Finally, the platform allows tracking in vivo and in vitro experiments. Studies that are "in vivo" (Latin for "within the living") are those in which the effects of various biological entities are tested on whole, living organisms, usually animals (e.g., xenopatients). This kind of experiment is normally exploited to test drug therapies and expand the collection of biological samples. We based our development on the model described by Bertotti et al.^[15] to manage immunocompromised animals and monitor the xenopatient life cycle, from their acquisition by the research institute to their death. Unlike in vivo experiments, in vitro studies are performed with cells or biological molecules studied outside their normal biological context. The LAS platform defines a cell line as the set of biological entities that are generated from the same biological entity and are under the same experimental conditions. The experimental conditions are defined by the protocols that describe the type of process (i.e., adherent, suspend, and organoid) and the set of culturing conditions applied (e.g., nutrients and chemicals, hormones/growth factors, and antibiotics). In addition, the platform allows the management of the generation and thawing procedures of cell lines.

MDDM

Besides tracking experimental procedures and recording all the data related to biological entities, the retrieval of the information tracked by the platform is fundamental to discover new knowledge related to tumors.

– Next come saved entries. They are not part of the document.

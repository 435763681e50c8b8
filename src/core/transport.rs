//! HTTP transport seam.
//!
//! [`ApiClient`](super::api::ApiClient) talks to the network only through [`Transport`], so the
//! real `reqwest` client can be swapped for a scripted fake in tests.

use crate::errors::{Error, Result};
use async_trait::async_trait;
use std::{fmt, time::Duration};
use tracing::trace;

/// HTTP verbs the shop API uses.
#[derive(Debug, Clone, Copy, PartialEq, Eq, Hash)]
pub enum Method {
    /// Read.
    Get,
    /// Create.
    Post,
    /// Partial update.
    Put,
    /// Remove.
    Delete,
}

impl Method {
    /// Upper-case wire name.
    #[must_use]
    pub const fn as_str(self) -> &'static str {
        match self {
            Self::Get => "GET",
            Self::Post => "POST",
            Self::Put => "PUT",
            Self::Delete => "DELETE",
        }
    }
}

impl fmt::Display for Method {
    fn fmt(&self, f: &mut fmt::Formatter<'_>) -> fmt::Result {
        f.write_str(self.as_str())
    }
}

impl From<Method> for reqwest::Method {
    fn from(method: Method) -> Self {
        match method {
            Method::Get => Self::GET,
            Method::Post => Self::POST,
            Method::Put => Self::PUT,
            Method::Delete => Self::DELETE,
        }
    }
}

/// One outgoing request, fully built by the API client.
#[derive(Debug, Clone, PartialEq, Eq)]
pub struct HttpRequest {
    /// Verb.
    pub method: Method,
    /// Absolute URL.
    pub url: String,
    /// Name/value pairs, in the order they were added.
    pub headers: Vec<(String, String)>,
    /// JSON text, absent for bodiless calls.
    pub body: Option<String>,
}

impl HttpRequest {
    /// First header value with the given name, compared case-insensitively.
    #[must_use]
    pub fn header(&self, name: &str) -> Option<&str> {
        self.headers
            .iter()
            .find(|(key, _)| key.eq_ignore_ascii_case(name))
            .map(|(_, value)| value.as_str())
    }
}

/// Status and raw body of an answer.
#[derive(Debug, Clone, PartialEq, Eq)]
pub struct HttpResponse {
    /// HTTP status code.
    pub status: u16,
    /// Body text, possibly empty.
    pub body: String,
}

/// No response was received (refused connection, DNS failure, timeout, broken body).
#[derive(Debug, Clone, thiserror::Error)]
#[error("transport failure: {message}")]
pub struct TransportError {
    /// Underlying client error.
    pub message: String,
}

/// Sends [`HttpRequest`]s somewhere.
#[async_trait]
pub trait Transport: Send + Sync {
    /// Sends one request and returns whatever status the server answered with.
    ///
    /// # Errors
    /// Returns [`TransportError`] only when no complete response was received.
    async fn send(&self, request: HttpRequest) -> std::result::Result<HttpResponse, TransportError>;
}

/// Production transport over a shared `reqwest::Client`.
#[derive(Debug, Clone)]
pub struct ReqwestTransport {
    client: reqwest::Client,
}

impl ReqwestTransport {
    /// # Errors
    /// Returns [`Error::Config`] if the TLS backend cannot be initialized.
    pub fn new(timeout: Duration) -> Result<Self> {
        let client = reqwest::Client::builder()
            .timeout(timeout)
            .build()
            .map_err(|e| Error::Config {
                message: format!("Failed to build HTTP client: {e}"),
            })?;
        Ok(Self { client })
    }
}

#[async_trait]
impl Transport for ReqwestTransport {
    async fn send(&self, request: HttpRequest) -> std::result::Result<HttpResponse, TransportError> {
        trace!(method = %request.method, url = %request.url, "Sending request");
        let mut builder = self.client.request(request.method.into(), &request.url);
        for (name, value) in &request.headers {
            builder = builder.header(name.as_str(), value.as_str());
        }
        if let Some(body) = request.body {
            builder = builder.body(body);
        }

        let response = builder.send().await.map_err(|e| TransportError {
            message: e.to_string(),
        })?;
        let status = response.status().as_u16();
        let body = response.text().await.map_err(|e| TransportError {
            message: e.to_string(),
        })?;
        Ok(HttpResponse { status, body })
    }
}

Due to the large number of laboratory activities and biological entities managed by the LAS with a high level of specificity, and to streamline the development and maintenance process over time, each LAS module operates on a separate database instance, storing both operational data and domain-specific knowledge, and partially replicating key information from other LAS modules. As a result, while each instance focuses on its own specific subset of functionalities, no one database can provide a comprehensive insight into the data. Nonetheless, building actionable knowledge requires the integration of heterogeneous information to establish connections among different and related biological entities, or to explore different facets of the same entities, both for operational and for research purposes. For instance, identifying the number of tubes stored in each plate of a given freezer and their content may be required for managing physical storage equipment. From a researcher’s perspective, the study of the evolution of the tumor mass in a mouse under pharmacological treatment (monitored by means of in vivo experimentation and tracked by the Xenograft Management module) must be traced back to the originating patient (managed by the Clinical module), and should be further correlated to the mouse genomic mutational status and gene expression levels (collected by the set of Molecular modules and annotated by the Genomic Annotation module). The MDDM addresses the issue of extracting all information of interest stored in the databases of each LAS module, providing the end user with an intuitive graphical tool for building customized queries, with a unified view on the entire collection of databases. In addition, the MDDM can be exploited to run programmatic queries via a set of web APIs, enabling other LAS modules, as well as other external applications, to retrieve data of interest.

Architecture

The MDDM has a distributed architecture. Its main components, shown in Figure 1, are the central MDDM Data Integrator (DI) module and the distributed MDDM Data Provider (DP) modules. The DI module provides a unified logical view on the databases of the other modules, thus acting as a (read-only) federated database.^[16] The DP modules rely on a standalone application layer that must be installed within each LAS module, allowing the LAS modules to join the federated database. Interactions between the DI and the DP modules occur via two distinct sets of APIs.

Figure 1. MDMM architecture

The MDDM DP APIs are called by the central DI module. They provide an interface to perform the following tasks:

1. Retrieve schema information from each LAS module’s database. This operation is executed once at setup time, when the LAS module is initially registered as a member of the federated database. The APIs collect schema information (i.e., database entities, entity attributes, and relationships among entities) from the object-relational mapping layer provided by Django, the Python-based Model-View-Controller (MVC) development platform of choice. Thus, they are independent of the choice of the actual DataBase Management System (DBMS) adopted as a storage back-end. These metadata, stored by the DI module in its local database, will later be used to define the logical schema of the federated database (see the next section).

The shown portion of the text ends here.